# Interesting FT article on longer-term fixed rates in the UK (paywall)



## NoRegretsCoyote (25 Oct 2021)

Apparently the UK government is trying to push the industry toward offering more long-term fixed rate products. 

The reason for traditionally short terms is:



> the UK’s fondness for short-term deals is also a product of its underlying financing structure: most home loans are funded by deposits, the bulk of which can, in theory at least, be withdrawn at any time. The longer the fixed-rate term a bank lends for, the more it will need to rely on potentially expensive derivatives to structure it.



It mentions a new lender in Ireland (M&G) offering fixed-rate products. I had never heard of this, is it using a different brand name here?



> There are signs that non-banks may be keener to take up the long-fix challenge. M&G, the asset manager, recently launched 20-year mortgages in Ireland, traditionally similar to the UK in its mortgage structures.



I've always wanted to fix my mortgage for long. But the cost of doing so never seemed worth it so I've always stuck with one- or two-year fixed rates at a time.


----------



## Zebedee (25 Oct 2021)

I read this too. I’ve never heard of M&G in Ireland either. Maybe they are backing someone else?


----------



## Brendan Burgess (25 Oct 2021)

You can read the article if you google 

_Will the UK embrace long fixed-rate home loans?_​A link brings you to the paywall 

Brendan


----------



## Brendan Burgess (25 Oct 2021)

_A French borrower could get a 15-year loan from BNP Paribas for as little as 1.05 per cent._


----------



## Brendan Burgess (25 Oct 2021)

NoRegretsCoyote said:


> It mentions a new lender in Ireland (M&G) offering fixed-rate products.

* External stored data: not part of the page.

//! Known identities (the class roster).

use std::collections::HashMap;
use std::path::Path;

use attend_models::{IdentityId, IdentityRecord};
use tracing::{info, warn};

use crate::error::{EngineError, EngineResult};

/// Immutable set of known identities, built once at startup.
///
/// Both the id and the display name of every record are lookup keys,
/// upper-cased so lookups are case-insensitive.
#[derive(Debug, Clone, Default)]
pub struct IdentityRegistry {
    records: Vec<IdentityRecord>,
    keys: Vec<(String, IdentityId)>,
    by_key: HashMap<String, IdentityId>,
    names: HashMap<IdentityId, String>,
}

impl IdentityRegistry {
    pub fn from_records(records: impl IntoIterator<Item = IdentityRecord>) -> Self {
        let mut registry = Self::default();
        for record in records {
            if registry.names.contains_key(&record.id) {
                warn!(roll_no = %record.id, "Duplicate identity in roster, keeping the first");
                continue;
            }
            for key in [record.id.as_str(), record.display_name.as_str()] {
                let key = normalize_key(key);
                if key.is_empty() || registry.by_key.contains_key(&key) {
                    continue;
                }
                registry.by_key.insert(key.clone(), record.id.clone());
                registry.keys.push((key, record.id.clone()));
            }
            registry
                .names
                .insert(record.id.clone(), record.display_name.clone());
            registry.records.push(record);
        }
        registry
    }

    /// Load a roster file: a JSON array of `{rollNo, name}` objects.
    pub fn from_json_file(path: impl AsRef<Path>) -> EngineResult<Self> {
        let path = path.as_ref();
        let raw = std::fs::read_to_string(path)
            .map_err(|e| EngineError::config(format!("Roster {}: {}", path.display(), e)))?;
        let records: Vec<IdentityRecord> = serde_json::from_str(&raw)?;
        let registry = Self::from_records(records);
        info!(count = registry.len(), roster = %path.display(), "Loaded identity registry");
        Ok(registry)
    }

    pub fn len(&self) -> usize {
        self.records.len()
    }

    pub fn is_empty(&self) -> bool {
        self.records.is_empty()
    }

    pub fn records(&self) -> &[IdentityRecord] {
        &self.records
    }

    pub fn contains(&self, id: &IdentityId) -> bool {
        self.names.contains_key(id)
    }

    pub fn display_name(&self, id: &IdentityId) -> Option<&str> {
        self.names.get(id).map(String::as_str)
    }

    /// Exact, case-insensitive lookup by id or display name.
    pub fn lookup(&self, key: &str) -> Option<&IdentityId> {
        self.by_key.get(&normalize_key(key))
    }

    /// Upper-cased lookup keys in roster order.
    pub fn keys(&self) -> impl Iterator<Item = (&str, &IdentityId)> {
        self.keys.iter().map(|(k, id)| (k.as_str(), id))
    }
}

fn normalize_key(key: &str) -> String {
    key.trim().to_uppercase()
}

#[cfg(test)]
mod tests {
    use super::*;
    use std::io::Write;

    fn roster() -> IdentityRegistry {
        IdentityRegistry::from_records(vec![
            IdentityRecord::new("24CS071", "HARI VIGNESH"),
            IdentityRecord::new("24CS072", "KEERTHI AANAND K.S"),
        ])
    }

    #[test]
    fn test_lookup_by_id_and_name_case_insensitive() {
        let registry = roster();
        assert_eq!(registry.lookup("24cs071"), Some(&IdentityId::from("24CS071")));
        assert_eq!(registry.lookup(" hari vignesh "), Some(&IdentityId::from("24CS071")));
        assert!(registry.lookup("nobody").is_none());
    }

    #[test]
    fn test_display_name() {
        let registry = roster();
        assert_eq!(
            registry.display_name(&IdentityId::from("24CS072")),
            Some("KEERTHI AANAND K.S")
        );
        assert_eq!(registry.len(), 2);
    }

    #[test]
    fn test_duplicate_ids_keep_first() {
        let registry = IdentityRegistry::from_records(vec![
            IdentityRecord::new("24CS071", "HARI VIGNESH"),
            IdentityRecord::new("24CS071", "SOMEONE ELSE"),
        ]);
        assert_eq!(registry.len(), 1);
        assert!(registry.lookup("someone else").is_none());
    }

    #[test]
    fn test_keys_in_roster_order() {
        let registry = roster();
        let keys: Vec<&str> = registry.keys().map(|(k, _)| k).collect();
        assert_eq!(keys, vec!["24CS071", "HARI VIGNESH", "24CS072", "KEERTHI AANAND K.S"]);
    }

    #[test]
    fn test_from_json_file() {
        let mut file = tempfile::NamedTempFile::new().unwrap();
        write!(file, r#"[{{"rollNo": "24CS001", "name": "ALICE"}}]"#).unwrap();

        let registry = IdentityRegistry::from_json_file(file.path()).unwrap();
        assert!(registry.contains(&IdentityId::from("24CS001")));
    }

    #[test]
    fn test_from_missing_file_is_config_error() {
        let err = IdentityRegistry::from_json_file("/nonexistent/roster.json").unwrap_err();
        assert!(matches!(err, EngineError::Config(_)));
    }
}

They are behind Finance Ireland









						M&G backs Finance Ireland’s foray into mortgages
					

Rabobank advances plans to sell €3.2bn former ACC portfolio




					www.irishtimes.com
				




And here is M&G's press release









						M&G partners with Finance Ireland to bring long dated fixed rate mortgages to the Irish market
					

M&G partners with Finance Ireland to bring long dated fixed rate mortgages to the Irish market




					www.mandgplc.com
				




*London, 13 May 2021* – M&G today announces the launch of long dated fixed rate mortgages in Ireland with its origination partner Finance Ireland, Ireland’s largest non-bank lender. This will enable homeowners access to a range of long dated fixed rate mortgages of up to 20 years – a first for the Irish market.

M&G has been Finance Ireland’s long standing residential funding mortgage partner since 2018. The agreement has been made by the Specialty Finance team within M&G’s £67 billion Private & Alternative Assets division. M&G’s Specialty Finance team invests across the full spectrum of consumer loans, including mortgages, auto, credit card receivables, student and SME on behalf of institutional clients.

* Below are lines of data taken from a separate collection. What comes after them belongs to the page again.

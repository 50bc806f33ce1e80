//! Latest preview frame and face boxes, shared with status readers.

use std::sync::{Mutex, MutexGuard};

use attend_models::FaceBox;

#[derive(Default)]
struct PreviewState {
    jpeg: Option<Vec<u8>>,
    boxes: Vec<FaceBox>,
}

/// Lock-guarded preview state, independent of any session state lock.
///
/// The box list is replaced wholesale on each detection cycle and persists
/// between cycles so every preview frame carries the latest labels.
#[derive(Default)]
pub struct PreviewBuffer {
    inner: Mutex<PreviewState>,
}

impl PreviewBuffer {
    pub fn new() -> Self {
        Self::default()
    }

    fn lock(&self) -> MutexGuard<'_, PreviewState> {
        // A panic while holding the lock leaves plain data behind; keep serving it
        self.inner.lock().unwrap_or_else(|poisoned| poisoned.into_inner())
    }

    pub fn publish_jpeg(&self, jpeg: Vec<u8>) {
        self.lock().jpeg = Some(jpeg);
    }

    /// Most recent encoded frame.
    pub fn latest_jpeg(&self) -> Option<Vec<u8>> {
        self.lock().jpeg.clone()
    }

    pub fn set_boxes(&self, boxes: Vec<FaceBox>) {
        self.lock().boxes = boxes;
    }

    pub fn boxes(&self) -> Vec<FaceBox> {
        self.lock().boxes.clone()
    }

    /// Drop boxes; the last JPEG stays available.
    pub fn clear_boxes(&self) {
        self.lock().boxes.clear();
    }
}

In Europe, the consumer lending market is dominated by the retail banks but due to regulatory changes resulting in banks managing capital and balance sheets more efficiently, asset managers have stepped up to provide long-term capital to this market on behalf of institutional investors seeking long-term income and diversification with a premium to the public markets.

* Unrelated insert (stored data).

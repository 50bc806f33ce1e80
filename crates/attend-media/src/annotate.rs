//! Preview frame annotation.

use std::path::Path;

use attend_models::FaceBox;
use image::{Rgb, RgbImage};
use imageproc::drawing::{draw_filled_rect_mut, draw_hollow_rect_mut, draw_text_mut, text_size};
use imageproc::rect::Rect;
use rusttype::{Font, Scale};
use tracing::debug;

use crate::error::{MediaError, MediaResult};
use crate::frame::{encode_jpeg, Frame, DEFAULT_JPEG_QUALITY};
use crate::glyphs;

pub const CONFIRMED_COLOR: Rgb<u8> = Rgb([80, 200, 0]);
pub const UNCONFIRMED_COLOR: Rgb<u8> = Rgb([255, 180, 0]);
const LABEL_TEXT_COLOR: Rgb<u8> = Rgb([0, 0, 0]);
const PRESENT_TEXT_COLOR: Rgb<u8> = Rgb([80, 220, 0]);
const FPS_TEXT_COLOR: Rgb<u8> = Rgb([200, 200, 200]);

const LABEL_SCALE: f32 = 18.0;
const PRESENT_SCALE: f32 = 16.0;
const FPS_SCALE: f32 = 15.0;
const BOX_THICKNESS: i32 = 2;

/// How preview text is rendered.
enum Typeface {
    /// 3x5 bitmap glyphs, always available
    Builtin,
    TrueType(Font<'static>),
}

impl Typeface {
    fn text_size(&self, size: f32, text: &str) -> (i32, i32) {
        match self {
            Typeface::Builtin => glyphs::text_size(bitmap_scale(size), text),
            Typeface::TrueType(font) => text_size(Scale::uniform(size), font, text),
        }
    }

    fn draw(&self, image: &mut RgbImage, color: Rgb<u8>, x: i32, y: i32, size: f32, text: &str) {
        match self {
            Typeface::Builtin => glyphs::draw_text(image, color, x, y, bitmap_scale(size), text),
            Typeface::TrueType(font) => {
                draw_text_mut(image, color, x, y, Scale::uniform(size), font, text)
            }
        }
    }
}

fn bitmap_scale(size: f32) -> i32 {
    ((size / 8.0).round() as i32).max(1)
}

/// Draws face boxes, labels and an fps watermark onto preview frames.
pub struct Annotator {
    typeface: Typeface,
    quality: u8,
}

impl Default for Annotator {
    fn default() -> Self {
        Self {
            typeface: Typeface::Builtin,
            quality: DEFAULT_JPEG_QUALITY,
        }
    }
}

impl Annotator {
    /// Annotator using the built-in bitmap glyphs.
    pub fn new() -> Self {
        Self::default()
    }

    pub fn with_quality(mut self, quality: u8) -> Self {
        self.quality = quality.clamp(1, 100);
        self
    }

    /// Render text with a TrueType font instead of the built-in glyphs.
    pub fn with_font_bytes(mut self, bytes: Vec<u8>) -> MediaResult<Self> {
        let font = Font::try_from_vec(bytes)
            .ok_or_else(|| MediaError::Font("not a TrueType/OpenType font".to_string()))?;
        self.typeface = Typeface::TrueType(font);
        Ok(self)
    }

    /// Render text with a font loaded from `path`.
    pub fn with_font_file(self, path: impl AsRef<Path>) -> MediaResult<Self> {
        let path = path.as_ref();
        let bytes = std::fs::read(path)
            .map_err(|e| MediaError::Font(format!("{}: {}", path.display(), e)))?;
        debug!(font = %path.display(), "Loaded preview font");
        self.with_font_bytes(bytes)
    }

    pub fn has_font(&self) -> bool {
        matches!(self.typeface, Typeface::TrueType(_))
    }

    /// Annotate a copy of `frame` and encode it as JPEG.
    pub fn annotate(&self, frame: &Frame, boxes: &[FaceBox], fps: f64) -> MediaResult<Vec<u8>> {
        let mut image = frame.image().clone();
        self.draw(&mut image, boxes, fps);
        encode_jpeg(&image, self.quality)
    }

    /// Draw onto `image` in place.
    pub fn draw(&self, image: &mut RgbImage, boxes: &[FaceBox], fps: f64) {
        let (width, height) = image.dimensions();

        let text = format!("{:.1} fps", fps);
        let (_, th) = self.typeface.text_size(FPS_SCALE, &text);
        self.typeface
            .draw(image, FPS_TEXT_COLOR, 8, (height as i32 - 10 - th).max(0), FPS_SCALE, &text);

        for face in boxes {
            let Some((x1, y1, x2, y2)) = face.clamped(width, height) else {
                continue;
            };
            let color = if face.confirmed {
                CONFIRMED_COLOR
            } else {
                UNCONFIRMED_COLOR
            };

            for t in 0..BOX_THICKNESS {
                let w = x2 - x1 - 2 * t;
                let h = y2 - y1 - 2 * t;
                if w <= 0 || h <= 0 {
                    break;
                }
                draw_hollow_rect_mut(image, Rect::at(x1 + t, y1 + t).of_size(w as u32 + 1, h as u32 + 1), color);
            }

            self.draw_label(image, x1, y1, &face.label, color);
            if face.confirmed {
                let (_, th) = self.typeface.text_size(PRESENT_SCALE, "PRESENT");
                self.typeface.draw(
                    image,
                    PRESENT_TEXT_COLOR,
                    x1 + 3,
                    (y2 - 6 - th).max(y1),
                    PRESENT_SCALE,
                    "PRESENT",
                );
            }
        }
    }

    /// Filled chip above the box with the label on it.
    fn draw_label(&self, image: &mut RgbImage, x1: i32, y1: i32, label: &str, color: Rgb<u8>) {
        if label.is_empty() {
            return;
        }
        let (tw, th) = self.typeface.text_size(LABEL_SCALE, label);
        // Chip sits above the box, or inside it when the box touches the top edge
        let baseline = (y1 - 6).max(th + 4);
        let chip_top = baseline - th - 4;
        let chip = Rect::at(x1, chip_top).of_size((tw + 6).max(1) as u32, (th + 6).max(1) as u32);
        draw_filled_rect_mut(image, chip, color);
        self.typeface
            .draw(image, LABEL_TEXT_COLOR, x1 + 3, chip_top + 2, LABEL_SCALE, label);
    }
}

#[cfg(test)]
mod tests {
    use std::ops::Range;

    use super::*;

    fn blank(w: u32, h: u32) -> Frame {
        Frame::new(RgbImage::from_pixel(w, h, Rgb([0, 0, 0])))
    }

    fn face(x: i32, y: i32, w: i32, h: i32, confirmed: bool) -> FaceBox {
        FaceBox {
            x,
            y,
            w,
            h,
            label: "ALICE (91.0%)".to_string(),
            confirmed,
        }
    }

    #[test]
    fn test_box_colors() {
        let annotator = Annotator::new();
        let mut image = blank(100, 100).into_image();
        annotator.draw(
            &mut image,
            &[face(10, 10, 30, 30, true), face(50, 50, 30, 30, false)],
            0.0,
        );
        assert_eq!(*image.get_pixel(10, 20), CONFIRMED_COLOR);
        assert_eq!(*image.get_pixel(50, 60), UNCONFIRMED_COLOR);
        // Between the chip and the PRESENT marker
        assert_eq!(*image.get_pixel(25, 20), Rgb([0, 0, 0]));
    }

    #[test]
    fn test_boxes_are_clamped_to_frame() {
        let annotator = Annotator::new();
        let mut image = blank(50, 40).into_image();
        annotator.draw(&mut image, &[face(-10, -10, 100, 100, false)], 12.3);
        assert_eq!(*image.get_pixel(0, 35), UNCONFIRMED_COLOR);
        assert_eq!(*image.get_pixel(49, 35), UNCONFIRMED_COLOR);
    }

    #[test]
    fn test_offscreen_box_is_skipped() {
        let annotator = Annotator::new();
        let mut image = blank(50, 40).into_image();
        annotator.draw(&mut image, &[face(200, 200, 10, 10, true)], 0.0);
        // Only the fps watermark, in the bottom half
        for y in 0..16 {
            for x in 0..50 {
                assert_eq!(*image.get_pixel(x, y), Rgb([0, 0, 0]));
            }
        }
    }

    fn count_in(
        image: &RgbImage,
        xs: Range<u32>,
        ys: Range<u32>,
        pred: impl Fn(&Rgb<u8>) -> bool,
    ) -> usize {
        ys.flat_map(|y| xs.clone().map(move |x| (x, y)))
            .filter(|&(x, y)| pred(image.get_pixel(x, y)))
            .count()
    }

    #[test]
    fn test_default_annotator_draws_text_without_font() {
        let annotator = Annotator::new();
        assert!(!annotator.has_font());
        let mut image = blank(200, 200).into_image();
        annotator.draw(&mut image, &[face(50, 60, 80, 80, true)], 24.6);

        let black = Rgb([0, 0, 0]);
        let chip = count_in(&image, 50..130, 40..56, |p| *p != black);
        let chip_text = count_in(&image, 50..130, 40..56, |p| *p == LABEL_TEXT_COLOR);
        let present = count_in(&image, 52..128, 110..138, |p| *p == PRESENT_TEXT_COLOR);
        let fps = count_in(&image, 0..60, 170..200, |p| *p == FPS_TEXT_COLOR);

        assert!(chip > 0, "label chip missing");
        // Label glyphs are black on the filled chip
        assert!(chip_text > 0 && chip_text < chip);
        assert!(present > 0, "PRESENT marker missing");
        assert!(fps > 0, "fps watermark missing");
    }

    #[test]
    fn test_unconfirmed_box_has_no_present_marker() {
        let mut image = blank(200, 200).into_image();
        Annotator::new().draw(&mut image, &[face(50, 60, 80, 80, false)], 0.0);
        assert_eq!(count_in(&image, 52..128, 110..138, |p| *p == PRESENT_TEXT_COLOR), 0);
    }

    #[test]
    fn test_annotate_encodes_jpeg() {
        let jpeg = Annotator::new()
            .with_quality(70)
            .annotate(&blank(64, 48), &[face(5, 5, 20, 20, true)], 29.97)
            .unwrap();
        assert_eq!(&jpeg[..2], &[0xFF, 0xD8]);
    }

    #[test]
    fn test_invalid_font_rejected() {
        assert!(Annotator::new().with_font_bytes(vec![1, 2, 3]).is_err());
        let dir = tempfile::tempdir().unwrap();
        assert!(Annotator::new()
            .with_font_file(dir.path().join("missing.ttf"))
            .is_err());
    }
}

*Billy Kane, CEO, Finance Ireland*, says: “I’ve been involved with the Irish mortgage market for over 30 years and believe that this is one of the most significant innovations made in that time. Introducing longer dated fixed rate mortgages will allow homeowners to benefit from the historically low interest rates that are currently available. Fixed terms combined with flexible features provide homeowners with exceptional certainty and are a stated priority of the Irish Government.”

*Jerome Henrion, Head of Specialty Finance, M&G Investments*, says: “By extending our partnership with Finance Ireland to offer these new and innovative products, Irish homeowners have the opportunity to secure fixed-rates over the long-term while retaining the flexibility that homeowners desire. In turn, our institutional clients, who are predominantly pension funds and insurance companies, will benefit from the attractive returns, regular income and security the mortgage market has historically provided.”


----------



## NoRegretsCoyote (25 Oct 2021)

Brendan Burgess said:


> _A French borrower could get a 15-year loan from BNP Paribas for as little as 1.05 per cent._


These are the full set of borrower-based rules in France. "DSTI" means "debt-service-to-disposable-income".



> Credit institutions and financing companies are recommended to ensure that......i) DSTI does not exceed 35% and ii) loan maturity does not exceed 25 years. While the maximum amortization period is fixed at 25 years, a grace period of up to 2 additional years can be added to these 25-years maturity in cases when there is a lag between the disbursement of the loan and the date when it is possible to move in (the lag being related to construction or heavy renovation works).



The "recommendation" will become legally binding from 2022. It's hard to be precise, but I would think at most income levels this will mean more generous lending than is allowed by Ireland's 3.5 LTI limit. No LTV limit at all from what I can tell.


----------